Geçmiş, 1

36 6 0
                                    

Geçmiş, 1

"İstediğim her şeye sahip olduğum bir rüya gördüm."

Zil çaldığı zaman Paul "Ben bakarım." diyerek ayağa kalktı. Pazar günlerini ailecek fazla sevmezlerdi. Yarın pazartesi olduğu için dışarda tam anlamıyla eğlenemiyorlardı. Çocukların okulu, Paul ve Jules'un ise işleri vardı. Bu sebeple pazar akşamlarını artık bir geleneğe dönüşmüş olan puzzle çözmeye ayırıyorlardı. İki yüz elli parçalık bir manzara resmi vardı önlerinde şu an. Resmin ortası gökyüzü ve deniz olması sebebiyle mavi tonlarındaydı ve geri kalan kısım da ağaçlık alan olduğu için yeşil ve kahverengi. Jules parçaları renk tonlarına göre ayırmakla uğraşıyor ve herkesin önüne dağıtıyordu. Dört kişi oldukları için dörde ayrılmışlar hepsi bir köşeyi yapıyordu.

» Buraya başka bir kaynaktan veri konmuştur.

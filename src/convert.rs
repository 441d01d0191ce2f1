// ===============================
// src/convert.rs (source contracts -> mirror lots)
// ===============================
//
// Source venue counts contracts, the mirror terminal trades lots.
//   raw  = qty * contract_size * leverage / tick_contract_size
//   lots = ceil(raw / lot_step) * lot_step, bumped to lot_min when nonzero
// Rounding is always up so the mirror never under-hedges the source.
//
use ahash::AHashMap as HashMap;
use rust_decimal::Decimal;
use rust_decimal_macros::dec;
use serde::{Deserialize, Serialize};

use crate::domain::PositionKey;
use crate::errors::ConvertError;

#[derive(Debug, Clone, PartialEq, Serialize, Deserialize)]
pub struct InstrumentSpec {
    /// Source instrument id, e.g. `USDT1791-BTC-USDT`
    pub source: String,
    /// Mirror terminal symbol, e.g. `BTCUSD`
    pub mirror_symbol: String,
    /// Source-native units per contract
    pub contract_size: Decimal,
    /// Source-native units per mirror lot
    pub tick_contract_size: Decimal,
    pub lot_step: Decimal,
    pub lot_min: Decimal,
}

impl InstrumentSpec {
    pub fn validate(&self) -> Result<(), String> {
        for (name, v) in [
            ("contract_size", self.contract_size),
            ("tick_contract_size", self.tick_contract_size),
            ("lot_step", self.lot_step),
            ("lot_min", self.lot_min),
        ] {
            if v <= Decimal::ZERO {
                return Err(format!("{}: {} must be > 0 (got {})", self.source, name, v));
            }
        }
        // lot_min harus kelipatan lot_step, kalau tidak output tidak lagi kelipatan step
        if !(self.lot_min % self.lot_step).is_zero() {
            return Err(format!(
                "{}: lot_min {} is not a multiple of lot_step {}",
                self.source, self.lot_min, self.lot_step
            ));
        }
        Ok(())
    }

    pub fn lots_for(&self, source_qty: Decimal, leverage: Decimal) -> Decimal {
        if source_qty <= Decimal::ZERO {
            return Decimal::ZERO;
        }
        let raw = source_qty * self.contract_size * leverage / self.tick_contract_size;
        let lots = quantize_up(raw, self.lot_step);
        if !lots.is_zero() && lots < self.lot_min { self.lot_min } else { lots }
    }
}

/// Smallest multiple of `step` that is >= `raw`.
pub fn quantize_up(raw: Decimal, step: Decimal) -> Decimal {
    if raw <= Decimal::ZERO {
        return Decimal::ZERO;
    }
    ((raw / step).ceil() * step).normalize()
}

/// Static instrument metadata plus the leverage factor applied to every conversion.
#[derive(Debug, Clone)]
pub struct InstrumentBook {
    by_source: HashMap<String, InstrumentSpec>,
    leverage: Decimal,
}

impl InstrumentBook {
    pub fn new(specs: Vec<InstrumentSpec>, leverage: Decimal) -> Result<Self, String> {
        if leverage <= Decimal::ZERO {
            return Err(format!("leverage must be > 0 (got {leverage})"));
        }
        let mut by_source = HashMap::new();
        for s in specs {
            s.validate()?;
            by_source.insert(s.source.clone(), s);
        }
        Ok(Self { by_source, leverage })
    }

    /// JSON array of `InstrumentSpec` (decimals as strings or numbers).
    pub fn from_json(text: &str, leverage: Decimal) -> Result<Self, String> {
        let specs: Vec<InstrumentSpec> = serde_json::from_str(text).map_err(|e| e.to_string())?;
        Self::new(specs, leverage)
    }

    /// Default table used when no instruments file is configured.
    pub fn builtin(leverage: Decimal) -> Result<Self, String> {
        let row = |source: &str, mirror: &str, contract_size: Decimal| InstrumentSpec {
            source: source.to_string(),
            mirror_symbol: mirror.to_string(),
            contract_size,
            tick_contract_size: dec!(1),
            lot_step: dec!(0.01),
            lot_min: dec!(0.01),
        };
        Self::new(
            vec![
                row("USDT1791-BTC-USDT", "BTCUSD", dec!(0.001)),
                row("USDT1791-ETH-USDT", "ETHUSD", dec!(0.001)),
                row("USDT1791-SOL-USDT", "SOLUSD", dec!(0.00001)),
            ],
            leverage,
        )
    }

    pub fn leverage(&self) -> Decimal { self.leverage }

    /// Source instrument ids, sorted.
    pub fn instruments(&self) -> Vec<String> {
        let mut v: Vec<String> = self.by_source.keys().cloned().collect();
        v.sort();
        v
    }

    pub fn len(&self) -> usize { self.by_source.len() }

    pub fn is_empty(&self) -> bool { self.by_source.is_empty() }

    pub fn spec(&self, instrument: &str) -> Result<&InstrumentSpec, ConvertError> {
        self.by_source
            .get(instrument)
            .ok_or_else(|| ConvertError::UnmappedInstrument(instrument.to_string()))
    }

    pub fn to_mirror_lots(&self, key: &PositionKey, source_qty: Decimal) -> Result<Decimal, ConvertError> {
        Ok(self.spec(&key.instrument)?.lots_for(source_qty, self.leverage))
    }
}

#[cfg(test)]
mod tests {
    use super::*;
    use crate::domain::PosSide;

    fn btc() -> InstrumentSpec {
        InstrumentSpec {
            source: "BTC".into(),
            mirror_symbol: "BTCUSD".into(),
            contract_size: dec!(0.001),
            tick_contract_size: dec!(1),
            lot_step: dec!(0.01),
            lot_min: dec!(0.01),
        }
    }

    #[test]
    fn ten_contracts_make_one_min_lot() {
        let book = InstrumentBook::new(vec![btc()], dec!(1)).unwrap();
        let lots = book.to_mirror_lots(&PositionKey::new("BTC", PosSide::Long), dec!(10)).unwrap();
        assert_eq!(lots, dec!(0.01));
    }

    #[test]
    fn rounds_up_never_down() {
        let s = btc();
        // 11 contracts -> 0.011 raw -> 0.02 lots
        assert_eq!(s.lots_for(dec!(11), dec!(1)), dec!(0.02));
        // 1 contract -> 0.001 raw -> 0.01 lots
        assert_eq!(s.lots_for(dec!(1), dec!(1)), dec!(0.01));
        assert_eq!(s.lots_for(dec!(0), dec!(1)), dec!(0));
    }

    #[test]
    fn lot_min_applies_only_to_nonzero() {
        let mut s = btc();
        s.lot_min = dec!(0.05);
        assert_eq!(s.lots_for(dec!(1), dec!(1)), dec!(0.05));
        assert_eq!(s.lots_for(dec!(0), dec!(1)), dec!(0));
        assert_eq!(s.lots_for(dec!(80), dec!(1)), dec!(0.08));
    }

    #[test]
    fn leverage_scales_raw() {
        assert_eq!(btc().lots_for(dec!(10), dec!(3)), dec!(0.03));
    }

    #[test]
    fn output_is_monotonic_multiple_of_step() {
        let s = btc();
        let mut prev = Decimal::ZERO;
        for i in 0..500 {
            let q = Decimal::new(i * 7, 1); // 0.0, 0.7, 1.4, ...
            let lots = s.lots_for(q, dec!(1));
            assert!(lots >= Decimal::ZERO);
            assert!((lots % s.lot_step).is_zero(), "{lots} not a multiple of step");
            assert!(lots >= prev, "q={q}: {lots} < {prev}");
            prev = lots;
        }
    }

    #[test]
    fn unmapped_instrument_errors() {
        let book = InstrumentBook::new(vec![btc()], dec!(1)).unwrap();
        let err = book.to_mirror_lots(&PositionKey::new("DOGE", PosSide::Short), dec!(1)).unwrap_err();
        assert_eq!(err, ConvertError::UnmappedInstrument("DOGE".into()));
    }

    #[test]
    fn rejects_bad_metadata() {
        let mut s = btc();
        s.lot_min = dec!(0.015);
        assert!(InstrumentBook::new(vec![s], dec!(1)).is_err());
        let mut s = btc();
        s.lot_step = dec!(0);
        assert!(InstrumentBook::new(vec![s], dec!(1)).is_err());
        assert!(InstrumentBook::new(vec![btc()], dec!(0)).is_err());
    }

    #[test]
    fn parses_json_table() {
        let text = r#"[{"source":"X","mirror_symbol":"XUSD","contract_size":"0.5",
            "tick_contract_size":"1","lot_step":"0.1","lot_min":"0.1"}]"#;
        let book = InstrumentBook::from_json(text, dec!(1)).unwrap();
        assert_eq!(book.spec("X").unwrap().mirror_symbol, "XUSD");
        assert_eq!(book.to_mirror_lots(&PositionKey::new("X", PosSide::Long), dec!(3)).unwrap(), dec!(1.5));
    }

    #[test]
    fn builtin_table_is_valid() {
        let book = InstrumentBook::builtin(dec!(1)).unwrap();
        assert_eq!(book.len(), 3);
        assert_eq!(book.instruments()[0], "USDT1791-BTC-USDT");
        assert_eq!(book.spec("USDT1791-ETH-USDT").unwrap().mirror_symbol, "ETHUSD");
    }
}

"Baba pizza mı geldi?" Emma ve Neal yıllardır hiç yemek yememiş gibi hevesle bakıyorlardı. Paul ise gözlerini Jules'tan kaçırmakla meşguldü.

"Evet kurabiye ve pizza geldi." Salondan hızla çıkmıştı. Çocuklar onun arkasından kıkırdarken Jules kafasını sallıyordu. Sağlıksız yiyecekler yemeye bayılıyorlardı üçü de ve onların sağlığını düşününce de 'despot' oluyordu. Paul içeri elindeki kutularla girince hala Jules'a bakmıyordu. Çocuklara birer dilim pizza uzattıktan sonra kısık sesle "Hayatım sen de ister misin?" diye sormuştu. Jules onun eline hafifçe vurup güldü. "Kes şunu!" Ne zaman dışardan yemek söylese ondan korkuyormuş gibi davranırdı. Aralarındaki bir espriye dönüşmüştü ve bunu ne zaman yapsa çocuklar gözlerini devirirlerdi.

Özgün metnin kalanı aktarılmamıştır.